It estimated that a bridge would cost about £335 billion (€394 billion) and a tunnel would cost £209 billion, and while both were technically possible “the benefits could not possibly outweigh the costs”.
The UK government published its technical feasibility study into a fixed link between Northern Ireland and Britain on Friday.
The North’s Minister for Infrastructure, SDLP deputy leader Nichola Mallon, who has consistently opposed the construction of the bridge – along with her counterpart in Scotland – welcomed the study’s recommendation and called on UK prime minister Boris Johnson to redirect the money for the bridge to Northern Ireland.
“It will not be a surprise to many that today’s published connectivity review and feasibility on a fixed link between Northern Ireland and Scotland is recommending not to proceed,” Ms Mallon said.
“It is clear that this unworkable and expensive project was nothing other than an Tory vanity project used as a distraction from the British government’s failings to invest in infrastructure here in the North.

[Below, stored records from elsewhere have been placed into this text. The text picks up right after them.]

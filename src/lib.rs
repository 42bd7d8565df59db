//! hubos — cooperative event-dispatch kernel core for sensor hubs.
//!
//! A single dispatch context hosts statically registered apps, routes
//! events through two bounded queues, and exposes a syscall surface for
//! subscribing, enqueueing, deferring work and logging. Every mutation
//! of task/subscription state travels the internal queue, which is what
//! makes the producer paths safe from interrupt context without locks.
//!
//! The hardware collaborators (CPU bring-up, sensor manager, host
//! transport, app loader) sit behind the port traits in [`ports`]; the
//! [`adapters`] module satisfies them on a host so the whole kernel runs
//! and tests off-target.

#![deny(unused_must_use)]

pub mod adapters;
pub mod config;
pub mod error;
pub mod events;
pub mod kernel;
pub mod keys;
pub mod logging;
pub mod pool;
pub mod ports;
pub mod subs;
pub mod syscall;
pub mod task;

pub use error::{Error, Result};
pub use events::{EVT_APP_START, Event, EventData, EventPayload, FIRST_USER_EVENT};
pub use kernel::{Kernel, KernelHandle};
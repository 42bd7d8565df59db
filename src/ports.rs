//! Port traits — the boundary between the event kernel and its
//! collaborators.
//!
//! ```text
//!   Adapter ──▶ Port trait ──▶ Kernel (dispatch core)
//! ```
//!
//! The platform bring-up, sensor manager, host-interface driver, AP link,
//! syscall registry and per-platform app loader all live on the far side
//! of these traits. The kernel consumes them via generics at call sites,
//! so the dispatch core never touches hardware directly and the whole
//! thing runs on a host with simulated adapters.

use core::any::Any;

use crate::error::Result;
use crate::kernel::KernelHandle;
use crate::syscall::{OsSyscallTable, SyscallDomain};
use crate::task::AppHeader;

// ───────────────────────────────────────────────────────────────
// Platform port (CPU, interrupts, timer, cooperative wait)
// ───────────────────────────────────────────────────────────────

/// Board/CPU services the bring-up sequence and dispatch loop rely on.
pub trait PlatformPort {
    /// Mask interrupts. Bring-up runs with interrupts off until the
    /// queues and the task table exist.
    fn interrupts_off(&mut self);

    /// Unmask interrupts.
    fn interrupts_on(&mut self);

    /// Start the system timer.
    fn timer_init(&mut self) -> Result<()>;

    /// Early platform initialisation (heap, clocks, log transport).
    fn init(&mut self) -> Result<()>;

    /// Late CPU initialisation, after the banner is out.
    fn init_late(&mut self);

    /// Cooperative wait until an event may be available. May return
    /// spuriously; the dispatch loop re-checks the queue every time.
    fn wait_for_event(&mut self);
}

// ───────────────────────────────────────────────────────────────
// Sensor manager port
// ───────────────────────────────────────────────────────────────

/// The sensor manager only needs to be brought up in order; everything
/// else it does flows back in as ordinary events.
pub trait SensorHubPort {
    fn init(&mut self) -> Result<()>;
}

// ───────────────────────────────────────────────────────────────
// Host-interface and AP-link ports
// ───────────────────────────────────────────────────────────────

/// Driver for the host transport. At bring-up it receives a kernel
/// handle, which carries the non-blocking external-queue drain alongside
/// the producer entry points.
pub trait HostLinkPort {
    fn request(&mut self, kernel: KernelHandle) -> Result<()>;
}

/// Application-processor interrupt/link bring-up.
pub trait ApLinkPort {
    fn init(&mut self) -> Result<()>;
}

// ───────────────────────────────────────────────────────────────
// Syscall registry port
// ───────────────────────────────────────────────────────────────

/// Registry the kernel exports its syscall table into. A failed export
/// is logged by the kernel but is not fatal.
pub trait SyscallRegistryPort {
    fn init(&mut self) -> Result<()>;

    fn add_table(&mut self, domain: SyscallDomain, version: u32, table: OsSyscallTable) -> bool;
}

// ───────────────────────────────────────────────────────────────
// App hosting ports
// ───────────────────────────────────────────────────────────────

/// Which region a candidate header came from; each accepts a distinct
/// provenance marker.
#[derive(Debug, Clone, Copy, PartialEq, Eq)]
pub enum LoaderKind {
    /// Linked into the image between the internal-app symbols.
    Internal,
    /// Found in the external app region (length-prefixed records).
    External,
}

/// Per-platform app loader: owns the opaque load record and the app entry
/// points. `handle` is only ever invoked on the dispatch context.
pub trait AppHost {
    /// Opaque per-platform load record kept in the task descriptor.
    type PlatInfo;

    /// Load the app image. `None` rejects the candidate; no tid is
    /// consumed for it.
    fn load(&mut self, header: &'static AppHeader, kind: LoaderKind) -> Option<Self::PlatInfo>;

    /// Start the app. `false` removes the task from the table again.
    fn init(&mut self, header: &'static AppHeader, plat: &mut Self::PlatInfo, tid: u32) -> bool;

    /// Undo `load` after a failed `init`.
    fn unload(&mut self, header: &'static AppHeader, plat: &mut Self::PlatInfo);

    /// Deliver one event to the app.
    fn handle(
        &mut self,
        header: &'static AppHeader,
        plat: &mut Self::PlatInfo,
        evt_type: u32,
        data: Option<&(dyn Any + Send)>,
    );
}

/// The build/link layer's view of the app regions: an iterator of
/// candidate headers. The registry owns region walking and scan
/// termination; validity, dedup and the task cap stay in the kernel.
pub trait AppRegistry {
    fn candidates(&self) -> impl Iterator<Item = (&'static AppHeader, LoaderKind)> + '_;
}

“Alongside others in Scotland, I am calling on the prime minister to deliver his long promised investment so it can used by those of us in devolved administrations to enhance our public services to ensure we can deliver what our citizens and communities deserve,” she said.
The study assessed the technical engineering feasibility of constructing either a bridge or a tunnel between Britain and Northern Ireland and followed a 2018 suggestion by Mr Johnson that a bridge – dubbed the “Boris Bridge” – should be built between the two islands.

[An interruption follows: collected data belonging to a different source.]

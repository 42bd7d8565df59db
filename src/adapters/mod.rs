//! Adapters implementing the kernel's port traits for a host build.
//!
//! On hardware these are the CPU bring-up, the sensor manager, the host
//! transport and the per-platform app loader. The simulation adapters
//! here satisfy the same traits with plain std so the kernel, the demo
//! binary and the test suite all run on a development machine.

pub mod app_host;
pub mod log_sink;
pub mod sim;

It concluded that while the latest engineering technology meant it was possible to construct either a bridge or tunnel, a bridge would be “the longest span bridge built to date” and the tunnel would be “the longest undersea tunnel ever built”.
The construction of either structure – and the “associated very significant works on either side for a railway and possibly for roads” – would take “a very long time”, the study found.
“Planning, design, parliamentary and legal processes, and construction would take nearly 30 years before the crossing could become operational, even given a smooth passage of funding and authority to proceed.